В этот момент проходившие под окнами особняка мальчишки принялись выкрикивать: «Долой Дрейфуса! Освистывайте Золя!»
– Ох! – воскликнул я, проявляя вежливое неодобрение.
– Это заблудшие, – добродушно произнес мэтр. – Я их прощаю.
Я спросил у Золя, какую из своих книг он любит больше всего.
– Писателю больше всего нравится книга, над которой он работает, но признаюсь, что питаю известное пристрастие к «Разгрому»…[64] Его тираж достиг уже двухсот тысяч экземпляров.
В своей книге о Сезанне я подробно рассказал о визите к Золя. Я старался дословно воспроизвести суждения мэтра. Однако через несколько дней я получил от «Курье де ля пресс» вырезку из «Бонне руж». Это была статья господина Франца Журдена, который обошелся со мной сурово: «Если шавка задирает лапу на Нотр-Дам, то это ни в коем случае не оскверняет собор…»

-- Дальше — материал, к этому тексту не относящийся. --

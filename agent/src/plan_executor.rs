//! Bounded execution of a plan, one step at a time.
//!
//! A run moves between three phases:
//!
//! ```text
//!          advance               complete
//! Ready ───────────▶ Executing ───────────▶ Ready
//!   │
//!   └── advance (plan empty) ──▶ Done
//! ```
//!
//! `advance` is refused with [`AgentError::ExecutionOverrun`] once
//! `max_iterations` steps have started and the plan is not yet empty.

use std::sync::Arc;

use tokio::sync::mpsc;
use tracing::{info, warn};

use crate::error::{AgentError, Result};
use crate::executor::TaskExecutor;
use crate::orchestrator::OrchestratorEvent;
use crate::state::{NoteSet, PlanExecutionState, StepAnswer, StepTask};
use crate::task_definer::TaskDefiner;

/// Where a plan run stands.
#[derive(Debug, Clone, PartialEq, Eq)]
pub enum Phase {
    /// Waiting to start the next step.
    Ready,
    /// A step has a task and awaits execution. `failure` is set when the
    /// task could not be defined; the step is then recorded as failed
    /// without running.
    Executing {
        task: StepTask,
        failure: Option<StepAnswer>,
    },
    /// The plan is exhausted.
    Done,
}

/// One plan being executed.
#[derive(Debug, Clone)]
pub struct PlanRun {
    state: PlanExecutionState,
    phase: Phase,
    iterations: usize,
}

impl PlanRun {
    pub fn new(question: impl Into<String>, plan: Vec<String>) -> Self {
        Self {
            state: PlanExecutionState::new(question, plan),
            phase: Phase::Ready,
            iterations: 0,
        }
    }

    pub fn phase(&self) -> &Phase {
        &self.phase
    }

    pub fn state(&self) -> &PlanExecutionState {
        &self.state
    }

    /// Steps started so far.
    pub fn iterations(&self) -> usize {
        self.iterations
    }

    pub fn into_state(self) -> PlanExecutionState {
        self.state
    }
}

/// Drives a [`PlanRun`] through its phases.
pub struct PlanExecutor {
    definer: Arc<dyn TaskDefiner>,
    executor: Arc<dyn TaskExecutor>,
    max_iterations: usize,
    events: Option<mpsc::UnboundedSender<OrchestratorEvent>>,
}

impl PlanExecutor {
    pub fn new(
        definer: Arc<dyn TaskDefiner>,
        executor: Arc<dyn TaskExecutor>,
        max_iterations: usize,
    ) -> Self {
        Self {
            definer,
            executor,
            max_iterations,
            events: None,
        }
    }

    /// Report each completed step on `events`.
    pub fn with_events(mut self, events: mpsc::UnboundedSender<OrchestratorEvent>) -> Self {
        self.events = Some(events);
        self
    }

    pub fn max_iterations(&self) -> usize {
        self.max_iterations
    }

    /// Execute every step of `plan` in order.
    pub async fn execute(&self, question: &str, plan: Vec<String>) -> Result<PlanExecutionState> {
        let mut run = PlanRun::new(question, plan);
        loop {
            match run.phase {
                Phase::Ready => self.advance(&mut run).await?,
                Phase::Executing { .. } => self.complete(&mut run).await,
                Phase::Done => break,
            }
        }
        info!(steps = run.state.completed(), "Plan executed");
        Ok(run.into_state())
    }

    /// Ready to Executing: take the next step and define its task. Ready to
    /// Done when no steps remain. Does nothing in other phases.
    pub async fn advance(&self, run: &mut PlanRun) -> Result<()> {
        if run.phase != Phase::Ready {
            return Ok(());
        }
        if run.state.remaining.is_empty() {
            run.phase = Phase::Done;
            return Ok(());
        }
        if run.iterations >= self.max_iterations {
            warn!(
                max_iterations = self.max_iterations,
                remaining = run.state.remaining.len(),
                "Plan execution overran its iteration ceiling"
            );
            return Err(AgentError::ExecutionOverrun {
                max_iterations: self.max_iterations,
                remaining: run.state.remaining.len(),
                state: Box::new(run.state.clone()),
            });
        }

        let step = run.state.remaining.remove(0);
        run.iterations += 1;
        info!(index = run.iterations, step = %step, "Starting plan step");

        let memory = run.state.memory();
        let (task, failure) = match self
            .definer
            .define(&run.state.remaining, &step, &memory)
            .await
        {
            Ok(task) => (task, None),
            Err(e) => {
                warn!(index = run.iterations, "Task definition failed: {e}");
                (
                    StepTask::fallback(&step),
                    Some(StepAnswer::failed(format!("task definition failed: {e}"))),
                )
            }
        };

        run.state.current_step = Some(step);
        run.state.current_task = Some(task.clone());
        run.phase = Phase::Executing { task, failure };
        Ok(())
    }

    /// Executing to Ready: run the task and append its outcome to the
    /// state. Does nothing in other phases.
    pub async fn complete(&self, run: &mut PlanRun) {
        let (task, failure) = match std::mem::replace(&mut run.phase, Phase::Ready) {
            Phase::Executing { task, failure } => (task, failure),
            other => {
                run.phase = other;
                return;
            }
        };

        let (notes, answer) = match failure {
            Some(answer) => (NoteSet::default(), answer),
            None => self.executor.execute(&task).await,
        };
        let success = answer.success;
        run.state.record(task, notes, answer);
        run.state.current_step = None;
        run.state.current_task = None;

        let index = run.state.completed();
        info!(index, success, "Completed plan step");
        if let Some(events) = &self.events {
            let _ = events.send(OrchestratorEvent::StepCompleted { index, success });
        }
    }
}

Между тем мне нанес визит бывший генеральный прокурор острова Реюньон, слывший весьма образованным человеком.
– Мой дорогой Воллар, – сказал он без предисловий, – как это вы, чей отец был таким достойным человеком, проявили столько подобострастия по отношению к Золя?
– Но господин Франц Журден упрекает меня как раз в противоположном, – возразил я.
– Этот Франц Журден может говорить все, что ему угодно, слова налицо.